*Records from a data source:*
◇ ◇ ◇
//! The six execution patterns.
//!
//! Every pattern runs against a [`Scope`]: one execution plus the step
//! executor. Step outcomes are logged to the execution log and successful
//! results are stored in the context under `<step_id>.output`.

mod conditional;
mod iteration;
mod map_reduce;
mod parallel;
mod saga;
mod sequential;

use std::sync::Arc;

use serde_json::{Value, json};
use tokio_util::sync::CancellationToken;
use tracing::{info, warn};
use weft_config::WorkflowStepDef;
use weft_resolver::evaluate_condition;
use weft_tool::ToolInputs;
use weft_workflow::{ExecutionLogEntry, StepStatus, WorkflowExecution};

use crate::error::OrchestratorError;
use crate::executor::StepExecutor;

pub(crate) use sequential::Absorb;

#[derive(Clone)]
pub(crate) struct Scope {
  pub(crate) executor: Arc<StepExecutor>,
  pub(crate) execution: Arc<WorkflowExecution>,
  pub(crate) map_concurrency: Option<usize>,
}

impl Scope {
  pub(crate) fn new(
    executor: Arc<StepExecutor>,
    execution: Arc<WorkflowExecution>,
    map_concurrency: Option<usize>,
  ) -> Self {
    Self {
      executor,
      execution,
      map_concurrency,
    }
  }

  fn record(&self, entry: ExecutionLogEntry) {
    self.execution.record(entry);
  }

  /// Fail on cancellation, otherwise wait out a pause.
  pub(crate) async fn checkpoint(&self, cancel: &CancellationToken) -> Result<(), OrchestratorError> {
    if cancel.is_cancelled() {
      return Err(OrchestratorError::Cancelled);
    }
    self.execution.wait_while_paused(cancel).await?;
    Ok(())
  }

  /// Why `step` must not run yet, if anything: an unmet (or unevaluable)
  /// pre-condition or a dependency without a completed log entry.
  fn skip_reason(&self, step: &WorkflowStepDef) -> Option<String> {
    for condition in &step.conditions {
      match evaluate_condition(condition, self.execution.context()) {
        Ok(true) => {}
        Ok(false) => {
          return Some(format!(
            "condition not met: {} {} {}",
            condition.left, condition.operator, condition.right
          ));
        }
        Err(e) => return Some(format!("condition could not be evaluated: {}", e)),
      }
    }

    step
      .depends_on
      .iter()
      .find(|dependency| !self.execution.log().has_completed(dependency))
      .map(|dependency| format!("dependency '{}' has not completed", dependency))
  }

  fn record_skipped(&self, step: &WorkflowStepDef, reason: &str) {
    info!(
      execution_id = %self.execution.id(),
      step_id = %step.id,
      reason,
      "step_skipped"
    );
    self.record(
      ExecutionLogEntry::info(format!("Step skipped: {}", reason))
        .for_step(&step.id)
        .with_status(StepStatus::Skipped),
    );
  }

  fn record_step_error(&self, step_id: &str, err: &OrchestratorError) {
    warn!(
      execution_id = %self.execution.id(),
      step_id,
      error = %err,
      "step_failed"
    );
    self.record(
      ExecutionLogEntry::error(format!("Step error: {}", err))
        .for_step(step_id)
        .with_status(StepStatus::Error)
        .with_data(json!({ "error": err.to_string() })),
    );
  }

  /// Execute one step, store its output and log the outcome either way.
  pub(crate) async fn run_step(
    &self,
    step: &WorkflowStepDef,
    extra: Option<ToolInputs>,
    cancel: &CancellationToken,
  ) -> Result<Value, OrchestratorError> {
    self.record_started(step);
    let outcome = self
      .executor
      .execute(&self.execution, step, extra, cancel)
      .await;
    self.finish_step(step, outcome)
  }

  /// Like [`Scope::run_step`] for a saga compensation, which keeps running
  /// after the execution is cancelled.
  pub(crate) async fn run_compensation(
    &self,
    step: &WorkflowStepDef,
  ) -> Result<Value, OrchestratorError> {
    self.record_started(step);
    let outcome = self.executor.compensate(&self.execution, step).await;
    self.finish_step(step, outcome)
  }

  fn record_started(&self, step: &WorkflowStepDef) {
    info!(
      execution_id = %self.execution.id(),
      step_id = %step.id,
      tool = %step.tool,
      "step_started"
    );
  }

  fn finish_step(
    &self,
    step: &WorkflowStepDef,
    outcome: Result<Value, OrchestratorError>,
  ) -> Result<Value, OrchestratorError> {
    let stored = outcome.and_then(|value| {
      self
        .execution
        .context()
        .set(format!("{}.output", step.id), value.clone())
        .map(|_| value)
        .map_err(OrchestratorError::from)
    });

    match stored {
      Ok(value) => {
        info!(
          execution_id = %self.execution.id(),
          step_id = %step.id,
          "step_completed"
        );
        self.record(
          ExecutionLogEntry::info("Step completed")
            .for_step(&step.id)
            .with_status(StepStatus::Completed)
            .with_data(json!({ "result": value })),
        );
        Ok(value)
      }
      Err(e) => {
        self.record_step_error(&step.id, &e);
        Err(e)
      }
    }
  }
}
◇ ◇ ◇
Set the data down again in full, exactly as given.

//! The six execution patterns.
//!
//! Every pattern runs against a [`Scope`]: one execution plus the step
//! executor. Step outcomes are logged to the execution log and successful
//! results are stored in the context under `<step_id>.output`.

mod conditional;
mod iteration;
mod map_reduce;
mod parallel;
mod saga;
mod sequential;

use std::sync::Arc;

use serde_json::{Value, json};
use tokio_util::sync::CancellationToken;
use tracing::{info, warn};
use weft_config::WorkflowStepDef;
use weft_resolver::evaluate_condition;
use weft_tool::ToolInputs;
use weft_workflow::{ExecutionLogEntry, StepStatus, WorkflowExecution};

use crate::error::OrchestratorError;
use crate::executor::StepExecutor;

pub(crate) use sequential::Absorb;

#[derive(Clone)]
pub(crate) struct Scope {
  pub(crate) executor: Arc<StepExecutor>,
  pub(crate) execution: Arc<WorkflowExecution>,
  pub(crate) map_concurrency: Option<usize>,
}

impl Scope {
  pub(crate) fn new(
    executor: Arc<StepExecutor>,
    execution: Arc<WorkflowExecution>,
    map_concurrency: Option<usize>,
  ) -> Self {
    Self {
      executor,
      execution,
      map_concurrency,
    }
  }

  fn record(&self, entry: ExecutionLogEntry) {
    self.execution.record(entry);
  }

  /// Fail on cancellation, otherwise wait out a pause.
  pub(crate) async fn checkpoint(&self, cancel: &CancellationToken) -> Result<(), OrchestratorError> {
    if cancel.is_cancelled() {
      return Err(OrchestratorError::Cancelled);
    }
    self.execution.wait_while_paused(cancel).await?;
    Ok(())
  }

  /// Why `step` must not run yet, if anything: an unmet (or unevaluable)
  /// pre-condition or a dependency without a completed log entry.
  fn skip_reason(&self, step: &WorkflowStepDef) -> Option<String> {
    for condition in &step.conditions {
      match evaluate_condition(condition, self.execution.context()) {
        Ok(true) => {}
        Ok(false) => {
          return Some(format!(
            "condition not met: {} {} {}",
            condition.left, condition.operator, condition.right
          ));
        }
        Err(e) => return Some(format!("condition could not be evaluated: {}", e)),
      }
    }

    step
      .depends_on
      .iter()
      .find(|dependency| !self.execution.log().has_completed(dependency))
      .map(|dependency| format!("dependency '{}' has not completed", dependency))
  }

  fn record_skipped(&self, step: &WorkflowStepDef, reason: &str) {
    info!(
      execution_id = %self.execution.id(),
      step_id = %step.id,
      reason,
      "step_skipped"
    );
    self.record(
      ExecutionLogEntry::info(format!("Step skipped: {}", reason))
        .for_step(&step.id)
        .with_status(StepStatus::Skipped),
    );
  }

  fn record_step_error(&self, step_id: &str, err: &OrchestratorError) {
    warn!(
      execution_id = %self.execution.id(),
      step_id,
      error = %err,
      "step_failed"
    );
    self.record(
      ExecutionLogEntry::error(format!("Step error: {}", err))
        .for_step(step_id)
        .with_status(StepStatus::Error)
        .with_data(json!({ "error": err.to_string() })),
    );
  }

  /// Execute one step, store its output and log the outcome either way.
  pub(crate) async fn run_step(
    &self,
    step: &WorkflowStepDef,
    extra: Option<ToolInputs>,
    cancel: &CancellationToken,
  ) -> Result<Value, OrchestratorError> {
    self.record_started(step);
    let outcome = self
      .executor
      .execute(&self.execution, step, extra, cancel)
      .await;
    self.finish_step(step, outcome)
  }

  /// Like [`Scope::run_step`] for a saga compensation, which keeps running
  /// after the execution is cancelled.
  pub(crate) async fn run_compensation(
    &self,
    step: &WorkflowStepDef,
  ) -> Result<Value, OrchestratorError> {
    self.record_started(step);
    let outcome = self.executor.compensate(&self.execution, step).await;
    self.finish_step(step, outcome)
  }

  fn record_started(&self, step: &WorkflowStepDef) {
    info!(
      execution_id = %self.execution.id(),
      step_id = %step.id,
      tool = %step.tool,
      "step_started"
    );
  }

  fn finish_step(
    &self,
    step: &WorkflowStepDef,
    outcome: Result<Value, OrchestratorError>,
  ) -> Result<Value, OrchestratorError> {
    let stored = outcome.and_then(|value| {
      self
        .execution
        .context()
        .set(format!("{}.output", step.id), value.clone())
        .map(|_| value)
        .map_err(OrchestratorError::from)
    });

    match stored {
      Ok(value) => {
        info!(
          execution_id = %self.execution.id(),
          step_id = %step.id,
          "step_completed"
        );
        self.record(
          ExecutionLogEntry::info("Step completed")
            .for_step(&step.id)
            .with_status(StepStatus::Completed)
            .with_data(json!({ "result": value })),
        );
        Ok(value)
      }
      Err(e) => {
        self.record_step_error(&step.id, &e);
        Err(e)
      }
    }
  }
}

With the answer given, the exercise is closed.